| Task statement |
An exact transcription of all the entries below is required.

___ Task inputs

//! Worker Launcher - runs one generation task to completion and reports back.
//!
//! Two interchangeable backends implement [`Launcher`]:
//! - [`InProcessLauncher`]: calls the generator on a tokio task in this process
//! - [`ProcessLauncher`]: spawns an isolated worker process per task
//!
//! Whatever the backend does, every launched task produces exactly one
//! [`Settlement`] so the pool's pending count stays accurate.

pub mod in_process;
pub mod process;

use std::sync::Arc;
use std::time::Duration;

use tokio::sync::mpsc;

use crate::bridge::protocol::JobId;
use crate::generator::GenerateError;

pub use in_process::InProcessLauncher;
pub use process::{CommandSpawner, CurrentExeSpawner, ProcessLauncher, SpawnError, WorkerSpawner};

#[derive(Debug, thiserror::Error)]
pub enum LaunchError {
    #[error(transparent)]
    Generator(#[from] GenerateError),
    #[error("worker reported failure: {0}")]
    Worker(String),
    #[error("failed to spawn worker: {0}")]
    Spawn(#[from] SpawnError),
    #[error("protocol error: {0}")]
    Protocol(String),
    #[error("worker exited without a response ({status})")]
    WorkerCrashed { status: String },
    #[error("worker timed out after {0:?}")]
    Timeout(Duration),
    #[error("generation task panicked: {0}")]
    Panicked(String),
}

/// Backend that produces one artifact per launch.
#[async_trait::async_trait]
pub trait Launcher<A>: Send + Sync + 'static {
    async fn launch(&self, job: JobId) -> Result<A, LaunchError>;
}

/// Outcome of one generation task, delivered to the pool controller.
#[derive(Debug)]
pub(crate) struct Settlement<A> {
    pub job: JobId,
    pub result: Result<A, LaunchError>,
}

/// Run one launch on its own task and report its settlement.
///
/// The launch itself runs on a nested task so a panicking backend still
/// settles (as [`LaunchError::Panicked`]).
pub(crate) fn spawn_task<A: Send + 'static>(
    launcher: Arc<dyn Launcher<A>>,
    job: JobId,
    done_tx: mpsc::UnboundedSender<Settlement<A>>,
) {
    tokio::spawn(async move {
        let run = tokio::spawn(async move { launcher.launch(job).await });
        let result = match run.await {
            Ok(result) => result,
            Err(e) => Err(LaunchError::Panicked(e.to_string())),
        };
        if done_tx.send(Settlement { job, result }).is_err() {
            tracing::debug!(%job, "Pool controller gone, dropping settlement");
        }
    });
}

______

| Exercise output |
//! Worker Launcher - runs one generation task to completion and reports back.
//!
//! Two interchangeable backends implement [`Launcher`]:
//! - [`InProcessLauncher`]: calls the generator on a tokio task in this process
//! - [`ProcessLauncher`]: spawns an isolated worker process per task
//!
//! Whatever the backend does, every launched task produces exactly one
//! [`Settlement`] so the pool's pending count stays accurate.

pub mod in_process;
pub mod process;

use std::sync::Arc;
use std::time::Duration;

use tokio::sync::mpsc;

use crate::bridge::protocol::JobId;
use crate::generator::GenerateError;

pub use in_process::InProcessLauncher;
pub use process::{CommandSpawner, CurrentExeSpawner, ProcessLauncher, SpawnError, WorkerSpawner};

#[derive(Debug, thiserror::Error)]
pub enum LaunchError {
    #[error(transparent)]
    Generator(#[from] GenerateError),
    #[error("worker reported failure: {0}")]
    Worker(String),
    #[error("failed to spawn worker: {0}")]
    Spawn(#[from] SpawnError),
    #[error("protocol error: {0}")]
    Protocol(String),
    #[error("worker exited without a response ({status})")]
    WorkerCrashed { status: String },
    #[error("worker timed out after {0:?}")]
    Timeout(Duration),
    #[error("generation task panicked: {0}")]
    Panicked(String),
}

/// Backend that produces one artifact per launch.
#[async_trait::async_trait]
pub trait Launcher<A>: Send + Sync + 'static {
    async fn launch(&self, job: JobId) -> Result<A, LaunchError>;
}

/// Outcome of one generation task, delivered to the pool controller.
#[derive(Debug)]
pub(crate) struct Settlement<A> {
    pub job: JobId,
    pub result: Result<A, LaunchError>,
}

/// Run one launch on its own task and report its settlement.
///
/// The launch itself runs on a nested task so a panicking backend still
/// settles (as [`LaunchError::Panicked`]).
pub(crate) fn spawn_task<A: Send + 'static>(
    launcher: Arc<dyn Launcher<A>>,
    job: JobId,
    done_tx: mpsc::UnboundedSender<Settlement<A>>,
) {
    tokio::spawn(async move {
        let run = tokio::spawn(async move { launcher.launch(job).await });
        let result = match run.await {
            Ok(result) => result,
            Err(e) => Err(LaunchError::Panicked(e.to_string())),
        };
        if done_tx.send(Settlement { job, result }).is_err() {
            tracing::debug!(%job, "Pool controller gone, dropping settlement");
        }
    });
}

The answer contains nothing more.